> **Problem to solve**
Starting at the first line of the data below, write out each line exactly until you reach the line containing "let store = RelationalStore::from_pool(pool).await.unwrap();", and include that line too.

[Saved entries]
━━━━━━━━
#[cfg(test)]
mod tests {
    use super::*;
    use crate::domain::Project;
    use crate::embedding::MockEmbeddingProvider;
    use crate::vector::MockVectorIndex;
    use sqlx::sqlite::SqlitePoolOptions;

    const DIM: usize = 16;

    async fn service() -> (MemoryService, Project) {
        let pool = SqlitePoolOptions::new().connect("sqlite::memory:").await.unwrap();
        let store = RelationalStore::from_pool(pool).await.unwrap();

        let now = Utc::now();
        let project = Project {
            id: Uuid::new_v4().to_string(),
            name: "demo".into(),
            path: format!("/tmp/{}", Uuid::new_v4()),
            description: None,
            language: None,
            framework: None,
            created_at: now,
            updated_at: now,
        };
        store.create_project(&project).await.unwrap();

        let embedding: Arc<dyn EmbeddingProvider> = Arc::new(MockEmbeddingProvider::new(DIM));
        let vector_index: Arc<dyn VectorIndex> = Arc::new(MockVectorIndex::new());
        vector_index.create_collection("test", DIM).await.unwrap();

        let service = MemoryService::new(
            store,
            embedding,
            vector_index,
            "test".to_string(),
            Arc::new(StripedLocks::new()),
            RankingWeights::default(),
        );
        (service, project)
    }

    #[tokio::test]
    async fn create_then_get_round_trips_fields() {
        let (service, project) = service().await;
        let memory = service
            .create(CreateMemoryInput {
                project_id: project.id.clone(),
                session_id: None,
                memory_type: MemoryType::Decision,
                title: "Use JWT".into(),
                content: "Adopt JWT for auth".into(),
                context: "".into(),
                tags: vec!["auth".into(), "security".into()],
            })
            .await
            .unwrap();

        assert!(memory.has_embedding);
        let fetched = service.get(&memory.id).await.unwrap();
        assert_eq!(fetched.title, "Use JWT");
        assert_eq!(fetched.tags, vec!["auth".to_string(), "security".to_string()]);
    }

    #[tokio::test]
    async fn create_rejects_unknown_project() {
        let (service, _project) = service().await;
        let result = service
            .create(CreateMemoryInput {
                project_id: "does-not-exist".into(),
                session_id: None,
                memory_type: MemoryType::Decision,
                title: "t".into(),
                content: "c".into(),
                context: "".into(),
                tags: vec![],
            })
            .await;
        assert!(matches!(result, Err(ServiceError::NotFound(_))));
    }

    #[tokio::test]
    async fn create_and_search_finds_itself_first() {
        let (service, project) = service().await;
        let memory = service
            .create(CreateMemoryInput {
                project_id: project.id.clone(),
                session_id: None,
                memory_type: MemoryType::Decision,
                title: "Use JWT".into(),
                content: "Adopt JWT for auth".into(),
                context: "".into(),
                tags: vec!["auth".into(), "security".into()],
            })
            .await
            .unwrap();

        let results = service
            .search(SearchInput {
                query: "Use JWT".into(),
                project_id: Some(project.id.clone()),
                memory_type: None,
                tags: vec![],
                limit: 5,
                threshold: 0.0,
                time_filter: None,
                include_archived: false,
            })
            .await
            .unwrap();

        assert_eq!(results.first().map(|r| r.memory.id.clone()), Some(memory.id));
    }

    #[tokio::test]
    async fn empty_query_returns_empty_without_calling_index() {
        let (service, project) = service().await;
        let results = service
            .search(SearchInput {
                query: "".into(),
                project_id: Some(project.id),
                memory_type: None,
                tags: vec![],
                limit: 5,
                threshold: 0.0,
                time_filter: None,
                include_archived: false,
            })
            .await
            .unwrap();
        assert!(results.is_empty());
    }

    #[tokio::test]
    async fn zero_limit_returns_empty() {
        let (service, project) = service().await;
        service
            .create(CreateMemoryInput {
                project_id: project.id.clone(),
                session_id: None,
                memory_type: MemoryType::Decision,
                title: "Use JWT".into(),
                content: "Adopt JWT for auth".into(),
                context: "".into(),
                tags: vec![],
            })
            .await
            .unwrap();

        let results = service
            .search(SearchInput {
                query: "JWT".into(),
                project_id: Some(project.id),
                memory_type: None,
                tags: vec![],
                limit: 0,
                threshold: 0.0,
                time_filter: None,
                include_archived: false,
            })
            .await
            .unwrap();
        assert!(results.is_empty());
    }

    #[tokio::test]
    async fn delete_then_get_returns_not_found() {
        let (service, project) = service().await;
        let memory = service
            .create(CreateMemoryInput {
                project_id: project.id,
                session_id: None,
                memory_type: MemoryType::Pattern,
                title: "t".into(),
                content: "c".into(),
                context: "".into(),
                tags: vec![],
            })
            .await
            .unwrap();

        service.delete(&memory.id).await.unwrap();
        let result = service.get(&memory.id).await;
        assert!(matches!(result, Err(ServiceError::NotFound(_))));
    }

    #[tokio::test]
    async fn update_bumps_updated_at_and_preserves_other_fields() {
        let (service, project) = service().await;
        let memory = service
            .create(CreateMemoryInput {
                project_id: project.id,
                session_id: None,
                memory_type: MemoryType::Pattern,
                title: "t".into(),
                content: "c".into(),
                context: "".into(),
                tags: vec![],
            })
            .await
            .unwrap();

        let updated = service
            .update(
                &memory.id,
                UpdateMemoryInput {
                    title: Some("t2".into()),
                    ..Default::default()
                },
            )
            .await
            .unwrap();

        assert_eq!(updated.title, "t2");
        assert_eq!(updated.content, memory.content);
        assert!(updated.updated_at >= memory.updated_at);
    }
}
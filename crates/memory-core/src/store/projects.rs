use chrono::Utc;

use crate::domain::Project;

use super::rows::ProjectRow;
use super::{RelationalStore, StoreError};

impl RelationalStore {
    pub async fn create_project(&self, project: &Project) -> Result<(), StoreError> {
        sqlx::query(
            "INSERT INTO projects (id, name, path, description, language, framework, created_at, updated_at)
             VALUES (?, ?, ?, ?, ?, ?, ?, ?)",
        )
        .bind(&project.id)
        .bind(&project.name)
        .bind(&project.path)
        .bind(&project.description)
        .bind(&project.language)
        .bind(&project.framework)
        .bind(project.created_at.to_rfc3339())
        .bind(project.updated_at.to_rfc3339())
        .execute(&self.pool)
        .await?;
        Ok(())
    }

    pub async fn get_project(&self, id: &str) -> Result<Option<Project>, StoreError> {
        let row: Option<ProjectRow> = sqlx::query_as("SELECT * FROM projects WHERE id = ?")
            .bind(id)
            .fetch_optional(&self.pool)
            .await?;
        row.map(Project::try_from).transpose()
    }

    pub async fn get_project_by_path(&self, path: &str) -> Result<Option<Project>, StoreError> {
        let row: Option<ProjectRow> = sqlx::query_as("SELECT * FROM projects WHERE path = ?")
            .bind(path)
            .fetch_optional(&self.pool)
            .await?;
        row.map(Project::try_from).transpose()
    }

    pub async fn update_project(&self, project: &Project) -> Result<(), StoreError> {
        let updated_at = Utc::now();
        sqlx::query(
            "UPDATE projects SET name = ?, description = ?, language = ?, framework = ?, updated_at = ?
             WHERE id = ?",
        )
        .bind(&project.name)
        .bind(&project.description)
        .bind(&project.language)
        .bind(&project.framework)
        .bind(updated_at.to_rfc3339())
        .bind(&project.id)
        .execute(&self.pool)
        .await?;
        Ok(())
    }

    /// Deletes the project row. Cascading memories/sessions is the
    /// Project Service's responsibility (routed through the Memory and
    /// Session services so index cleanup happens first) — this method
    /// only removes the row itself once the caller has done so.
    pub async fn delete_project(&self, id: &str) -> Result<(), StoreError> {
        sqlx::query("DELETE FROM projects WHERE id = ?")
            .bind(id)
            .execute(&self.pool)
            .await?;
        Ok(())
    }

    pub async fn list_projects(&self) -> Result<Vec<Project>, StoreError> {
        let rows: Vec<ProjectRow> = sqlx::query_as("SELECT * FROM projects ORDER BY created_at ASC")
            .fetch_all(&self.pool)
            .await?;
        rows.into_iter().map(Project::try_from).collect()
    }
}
━━━━━━━━
> **Response below**
#[cfg(test)]
mod tests {
    use super::*;
    use crate::domain::Project;
    use crate::embedding::MockEmbeddingProvider;
    use crate::vector::MockVectorIndex;
    use sqlx::sqlite::SqlitePoolOptions;

    const DIM: usize = 16;

    async fn service() -> (MemoryService, Project) {
        let pool = SqlitePoolOptions::new().connect("sqlite::memory:").await.unwrap();
        let store = RelationalStore::from_pool(pool).await.unwrap();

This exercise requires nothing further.